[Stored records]
━━━━━━━━━━━━━━━━━━━━━━━━━━━━━━

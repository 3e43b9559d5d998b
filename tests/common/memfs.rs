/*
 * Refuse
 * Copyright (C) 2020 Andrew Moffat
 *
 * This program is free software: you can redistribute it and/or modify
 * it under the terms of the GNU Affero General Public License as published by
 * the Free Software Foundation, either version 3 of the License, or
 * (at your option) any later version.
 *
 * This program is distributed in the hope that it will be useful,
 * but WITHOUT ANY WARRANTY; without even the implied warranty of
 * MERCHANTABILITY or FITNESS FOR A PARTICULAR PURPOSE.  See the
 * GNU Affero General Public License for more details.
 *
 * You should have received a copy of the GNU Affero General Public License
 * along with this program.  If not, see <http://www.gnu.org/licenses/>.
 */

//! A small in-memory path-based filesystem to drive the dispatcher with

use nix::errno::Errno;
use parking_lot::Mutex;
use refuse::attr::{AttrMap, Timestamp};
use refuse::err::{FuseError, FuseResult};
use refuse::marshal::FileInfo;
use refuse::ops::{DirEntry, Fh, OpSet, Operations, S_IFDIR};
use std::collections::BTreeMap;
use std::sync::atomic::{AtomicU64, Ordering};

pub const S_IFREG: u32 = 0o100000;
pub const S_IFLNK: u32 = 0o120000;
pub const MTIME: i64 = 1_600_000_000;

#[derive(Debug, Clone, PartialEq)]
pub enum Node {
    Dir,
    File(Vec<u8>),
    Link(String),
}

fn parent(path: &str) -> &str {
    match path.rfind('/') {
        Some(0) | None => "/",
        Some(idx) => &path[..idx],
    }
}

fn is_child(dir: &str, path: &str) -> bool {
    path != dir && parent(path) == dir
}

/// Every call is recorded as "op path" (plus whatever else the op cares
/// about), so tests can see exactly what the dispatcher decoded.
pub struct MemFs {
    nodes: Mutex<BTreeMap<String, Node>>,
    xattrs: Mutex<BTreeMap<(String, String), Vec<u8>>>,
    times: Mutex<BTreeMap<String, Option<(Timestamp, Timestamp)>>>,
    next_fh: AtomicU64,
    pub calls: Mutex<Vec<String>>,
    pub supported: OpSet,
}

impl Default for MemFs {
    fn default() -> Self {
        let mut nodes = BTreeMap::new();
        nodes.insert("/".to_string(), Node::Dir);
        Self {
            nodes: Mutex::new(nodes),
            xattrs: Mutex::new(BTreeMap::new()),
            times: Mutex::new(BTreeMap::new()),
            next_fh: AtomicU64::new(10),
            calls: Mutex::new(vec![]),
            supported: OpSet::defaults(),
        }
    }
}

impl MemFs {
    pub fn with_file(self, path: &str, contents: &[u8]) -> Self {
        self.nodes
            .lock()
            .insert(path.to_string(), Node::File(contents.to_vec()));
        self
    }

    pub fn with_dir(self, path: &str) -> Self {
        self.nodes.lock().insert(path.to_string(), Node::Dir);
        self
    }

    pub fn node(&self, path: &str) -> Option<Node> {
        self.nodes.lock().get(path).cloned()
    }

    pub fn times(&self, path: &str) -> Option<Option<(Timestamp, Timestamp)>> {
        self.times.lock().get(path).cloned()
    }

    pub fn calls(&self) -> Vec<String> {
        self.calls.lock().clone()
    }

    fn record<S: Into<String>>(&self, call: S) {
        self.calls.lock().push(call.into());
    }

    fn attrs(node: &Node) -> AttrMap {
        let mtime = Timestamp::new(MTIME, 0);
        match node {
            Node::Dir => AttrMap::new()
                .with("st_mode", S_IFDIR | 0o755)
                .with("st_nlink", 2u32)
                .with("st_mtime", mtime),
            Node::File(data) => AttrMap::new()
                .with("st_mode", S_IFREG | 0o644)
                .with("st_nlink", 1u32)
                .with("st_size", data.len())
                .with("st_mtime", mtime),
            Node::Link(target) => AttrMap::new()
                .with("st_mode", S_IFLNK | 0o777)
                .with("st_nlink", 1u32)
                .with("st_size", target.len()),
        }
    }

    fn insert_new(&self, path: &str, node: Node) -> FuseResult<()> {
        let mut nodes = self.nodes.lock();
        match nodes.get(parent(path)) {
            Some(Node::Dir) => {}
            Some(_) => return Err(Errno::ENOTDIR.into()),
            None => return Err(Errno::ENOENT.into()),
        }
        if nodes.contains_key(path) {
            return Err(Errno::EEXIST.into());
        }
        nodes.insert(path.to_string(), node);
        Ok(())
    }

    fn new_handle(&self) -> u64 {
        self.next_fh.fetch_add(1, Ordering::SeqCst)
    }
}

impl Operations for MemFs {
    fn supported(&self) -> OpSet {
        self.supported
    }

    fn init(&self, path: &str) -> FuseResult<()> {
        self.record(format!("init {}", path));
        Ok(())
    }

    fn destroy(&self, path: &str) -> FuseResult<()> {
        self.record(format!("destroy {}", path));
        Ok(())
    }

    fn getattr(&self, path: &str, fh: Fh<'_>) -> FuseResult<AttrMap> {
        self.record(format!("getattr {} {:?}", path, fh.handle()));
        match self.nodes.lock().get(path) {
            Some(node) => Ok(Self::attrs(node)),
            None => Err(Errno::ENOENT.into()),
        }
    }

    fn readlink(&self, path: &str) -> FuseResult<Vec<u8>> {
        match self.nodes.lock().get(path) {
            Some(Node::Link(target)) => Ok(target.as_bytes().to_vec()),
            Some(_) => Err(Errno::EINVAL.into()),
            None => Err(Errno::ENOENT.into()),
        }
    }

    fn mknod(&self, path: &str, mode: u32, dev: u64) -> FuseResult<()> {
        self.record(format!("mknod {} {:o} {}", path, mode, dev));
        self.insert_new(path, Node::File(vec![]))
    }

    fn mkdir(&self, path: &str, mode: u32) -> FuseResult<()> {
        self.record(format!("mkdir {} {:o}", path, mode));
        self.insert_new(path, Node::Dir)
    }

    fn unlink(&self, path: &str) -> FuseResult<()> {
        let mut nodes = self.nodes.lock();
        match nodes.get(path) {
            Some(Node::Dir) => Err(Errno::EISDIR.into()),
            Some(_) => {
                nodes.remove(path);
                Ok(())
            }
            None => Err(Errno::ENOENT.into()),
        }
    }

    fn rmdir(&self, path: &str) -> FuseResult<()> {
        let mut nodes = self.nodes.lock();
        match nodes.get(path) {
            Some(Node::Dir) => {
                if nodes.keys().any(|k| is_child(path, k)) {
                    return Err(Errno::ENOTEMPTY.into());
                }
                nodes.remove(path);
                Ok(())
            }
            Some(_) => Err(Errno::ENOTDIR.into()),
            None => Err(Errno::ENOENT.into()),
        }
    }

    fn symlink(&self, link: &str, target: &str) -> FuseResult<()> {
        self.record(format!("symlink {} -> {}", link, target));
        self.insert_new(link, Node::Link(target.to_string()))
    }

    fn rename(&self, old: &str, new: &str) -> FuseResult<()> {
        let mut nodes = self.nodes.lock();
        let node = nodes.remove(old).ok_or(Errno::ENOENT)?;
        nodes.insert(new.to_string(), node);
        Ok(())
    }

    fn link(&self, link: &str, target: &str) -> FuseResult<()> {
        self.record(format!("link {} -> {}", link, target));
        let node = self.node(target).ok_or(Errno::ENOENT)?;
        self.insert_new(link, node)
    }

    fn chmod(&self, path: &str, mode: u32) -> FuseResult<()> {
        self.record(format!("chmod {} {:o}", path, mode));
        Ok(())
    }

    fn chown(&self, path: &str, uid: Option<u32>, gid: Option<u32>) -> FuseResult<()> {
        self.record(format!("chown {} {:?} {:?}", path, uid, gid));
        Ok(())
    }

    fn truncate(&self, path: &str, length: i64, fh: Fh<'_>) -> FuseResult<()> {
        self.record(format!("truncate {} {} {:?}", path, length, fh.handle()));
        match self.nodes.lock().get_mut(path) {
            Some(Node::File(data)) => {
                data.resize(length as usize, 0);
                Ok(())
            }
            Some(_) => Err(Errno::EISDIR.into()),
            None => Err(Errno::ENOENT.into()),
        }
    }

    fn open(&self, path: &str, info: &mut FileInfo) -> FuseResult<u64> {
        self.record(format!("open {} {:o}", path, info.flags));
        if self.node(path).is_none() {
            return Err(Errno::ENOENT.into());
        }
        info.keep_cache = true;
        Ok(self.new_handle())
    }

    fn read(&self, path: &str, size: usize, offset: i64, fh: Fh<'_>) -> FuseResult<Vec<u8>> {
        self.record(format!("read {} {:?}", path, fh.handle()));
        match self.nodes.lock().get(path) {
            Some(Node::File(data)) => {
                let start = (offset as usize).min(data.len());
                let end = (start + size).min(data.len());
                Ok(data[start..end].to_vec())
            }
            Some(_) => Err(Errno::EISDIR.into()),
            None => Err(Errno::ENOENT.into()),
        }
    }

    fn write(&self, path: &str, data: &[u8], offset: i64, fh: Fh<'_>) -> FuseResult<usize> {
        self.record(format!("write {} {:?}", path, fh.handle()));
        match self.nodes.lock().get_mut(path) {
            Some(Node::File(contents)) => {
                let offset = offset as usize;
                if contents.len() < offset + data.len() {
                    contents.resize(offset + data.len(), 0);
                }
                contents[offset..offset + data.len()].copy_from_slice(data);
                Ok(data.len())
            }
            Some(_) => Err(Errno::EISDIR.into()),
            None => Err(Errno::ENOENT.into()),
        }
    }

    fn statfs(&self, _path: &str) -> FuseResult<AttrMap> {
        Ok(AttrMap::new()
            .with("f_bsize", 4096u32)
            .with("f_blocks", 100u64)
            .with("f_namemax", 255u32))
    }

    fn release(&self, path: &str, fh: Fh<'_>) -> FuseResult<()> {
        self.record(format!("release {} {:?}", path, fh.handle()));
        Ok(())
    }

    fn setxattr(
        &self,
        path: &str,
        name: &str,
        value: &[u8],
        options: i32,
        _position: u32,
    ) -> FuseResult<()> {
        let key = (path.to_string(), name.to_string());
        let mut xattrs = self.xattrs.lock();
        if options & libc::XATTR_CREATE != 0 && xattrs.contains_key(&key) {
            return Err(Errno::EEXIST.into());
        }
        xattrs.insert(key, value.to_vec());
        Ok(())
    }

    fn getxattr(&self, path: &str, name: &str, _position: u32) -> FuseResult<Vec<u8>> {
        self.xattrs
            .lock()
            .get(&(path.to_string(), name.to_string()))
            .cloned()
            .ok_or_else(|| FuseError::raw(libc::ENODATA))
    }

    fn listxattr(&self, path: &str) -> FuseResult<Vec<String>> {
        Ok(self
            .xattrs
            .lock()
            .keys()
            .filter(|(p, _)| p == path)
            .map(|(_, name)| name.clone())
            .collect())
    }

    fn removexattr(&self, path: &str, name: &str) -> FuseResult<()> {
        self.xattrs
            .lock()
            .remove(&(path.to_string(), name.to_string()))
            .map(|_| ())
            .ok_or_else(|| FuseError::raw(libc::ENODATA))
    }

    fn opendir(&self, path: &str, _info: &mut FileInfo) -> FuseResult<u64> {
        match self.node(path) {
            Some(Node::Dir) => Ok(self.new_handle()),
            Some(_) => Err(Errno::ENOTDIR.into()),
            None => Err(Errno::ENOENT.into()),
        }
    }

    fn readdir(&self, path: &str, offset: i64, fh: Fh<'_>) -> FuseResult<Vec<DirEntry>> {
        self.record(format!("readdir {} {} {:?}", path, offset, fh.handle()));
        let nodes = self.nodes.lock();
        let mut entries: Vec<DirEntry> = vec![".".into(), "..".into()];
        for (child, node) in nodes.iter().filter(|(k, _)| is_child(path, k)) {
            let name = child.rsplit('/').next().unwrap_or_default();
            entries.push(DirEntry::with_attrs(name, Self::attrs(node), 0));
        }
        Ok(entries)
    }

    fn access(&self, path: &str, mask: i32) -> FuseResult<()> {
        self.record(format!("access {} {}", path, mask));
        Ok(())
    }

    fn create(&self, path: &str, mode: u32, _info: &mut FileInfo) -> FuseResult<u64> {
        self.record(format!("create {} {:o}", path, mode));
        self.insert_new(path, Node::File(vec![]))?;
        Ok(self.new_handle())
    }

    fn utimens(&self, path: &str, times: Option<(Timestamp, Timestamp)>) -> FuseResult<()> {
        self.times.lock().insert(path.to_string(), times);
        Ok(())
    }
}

━━━━━━━━━━━━━━━━━━━━━━━━━━━━━━

§ How to complete this task: Your task is to copy each line of the entries that includes the word "Public".

§ Solved exercise:
 * it under the terms of the GNU Affero General Public License as published by
 * GNU Affero General Public License for more details.
 * You should have received a copy of the GNU Affero General Public License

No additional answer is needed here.